With Squidify Vision, we created a total no-code platform for users to create their specific anomaly detection application.
In the example we are going to discuss, our task is to build a model that can automatically recognize any foreign materials, damage or unknown reject that might occur from a die. Such implementation can be used to quickly filter out any undetermined and obvious possible reject before entering the next stage of production.
Before getting started, there are some pre-process resources required to be ready:
Squidify Vision System (Licensed with DL Tools)
200 - 400 categorized as "good" images.
In general, the workflow of building an anomaly detection model consists of 4 basic steps:
The data used was captured and processed from a sample of wafers. In the wafer, there are dies human visualized categorized as "good", and "nok" where "nok" image consists of dirt, damaged, and other foreign particles. This dataset consists of 721 "good" images, and 269 "nok" images.
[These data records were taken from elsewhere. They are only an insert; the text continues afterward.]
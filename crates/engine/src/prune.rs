// SPDX-License-Identifier: BUSL-1.1
// Copyright (c) 2026 Alfred Jean LLC

//! Retention pruning of the repo.

use crate::deps::EngineDeps;
use crate::error::PipelineError;
use crate::orchestrator::JobCtx;
use crate::validate::tail;
use ob_adapters::Retention;

pub fn run(deps: &EngineDeps, ctx: &JobCtx) -> Result<serde_json::Value, PipelineError> {
    let keep = Retention::default();
    let out = deps
        .restic
        .forget_and_prune(keep, ctx.log_path.as_path())?;
    Ok(serde_json::json!({
        "keep_daily": keep.daily,
        "keep_weekly": keep.weekly,
        "keep_monthly": keep.monthly,
        "output": tail(&out.stdout, 1_000),
    }))
}
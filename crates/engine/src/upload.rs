// SPDX-License-Identifier: BUSL-1.1
// Copyright (c) 2026 Alfred Jean LLC

//! Replication: copy run metadata trees to a named remote.

use crate::deps::EngineDeps;
use crate::error::PipelineError;
use crate::orchestrator::JobCtx;
use crate::runs::latest_run_id;
use crate::validate::tail;
use ob_core::{CloudTestReq, UploadReq};
use tracing::info;

pub fn run(
    deps: &EngineDeps,
    ctx: &JobCtx,
    req: &UploadReq,
) -> Result<serde_json::Value, PipelineError> {
    let log = ctx.log_path.as_path();

    if !deps.rclone.remote_exists(&req.remote)? {
        return Err(PipelineError::UnknownRemote(req.remote.clone()));
    }

    let run_id = match &req.run_id {
        Some(id) => {
            if !deps.paths.manifest_path(id).is_file() {
                return Err(PipelineError::RunNotFound(id.clone()));
            }
            id.clone()
        }
        None => latest_run_id(&deps.paths)?.ok_or(PipelineError::NoRuns)?,
    };

    let src = deps.paths.run_meta_dir(&run_id);
    let dest = format!("{}/{}", req.remote_path, run_id);
    deps.rclone.copy(&src, &req.remote, &dest, log)?;

    info!(run_id, remote = %req.remote, dest, "run metadata uploaded");
    Ok(serde_json::json!({
        "run_id": run_id,
        "remote": req.remote,
        "dest": dest,
    }))
}

/// `rclone_test`: prove the remote resolves and its root lists.
pub fn cloud_test(
    deps: &EngineDeps,
    ctx: &JobCtx,
    req: &CloudTestReq,
) -> Result<serde_json::Value, PipelineError> {
    if !deps.rclone.remote_exists(&req.remote)? {
        return Err(PipelineError::UnknownRemote(req.remote.clone()));
    }
    let out = deps.rclone.lsd_root(&req.remote, ctx.log_path.as_path())?;
    Ok(serde_json::json!({
        "remote": req.remote,
        "listing": tail(&out.stdout, 1_000),
    }))
}

#[cfg(test)]
#[path = "upload_tests.rs"]
mod tests;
All data is 1208 width x1308 height pixels with a mono channel. Examples of each group are shown below.
In Squidify Vision, we can add an anomaly framework to the system, and then import "good" images by clicking the "import good image" button.
All the sample images imported will eventually be scaled down to a relatively smaller size to perform training. On the tab of Dataset, the down-size of image size should be large enough to visible detectable defects. In this case, we are using 320 width x 320 height pixels, with a complexity index of 20.
Once the dataset is created successfully, we are now ready for the next step to training the model.
There is an important hyperparameter to be determined by the user:
Epochs: a full iteration over the entire training data is called epoch. It is beneficial to iterate several times over the training data. The higher iteration will exhaust the training process, a lesser iteration makes the model less reliable. Using a larger number of epochs will force the training process to stop at any epoch when the error threshold reaches the user-defined value.
One-click to start the model training process, grab a coffee, and the system will send the training process to the background. Once the model is ready, a window notification will indicate the training process has been done.
Once the model is ready, you can browse some "good" or "nok" images to evaluate and infer the trained model. You can also control the sensitivity of the anomaly by adjusting the segmentation and classification threshold values. Finally, available results are:
Classification: "good" or "nok"
Classification ID: "good" as 0; "nok" as 1
As result, users can easily build multiple specific yet meaningful deep-learning capabilities to your application.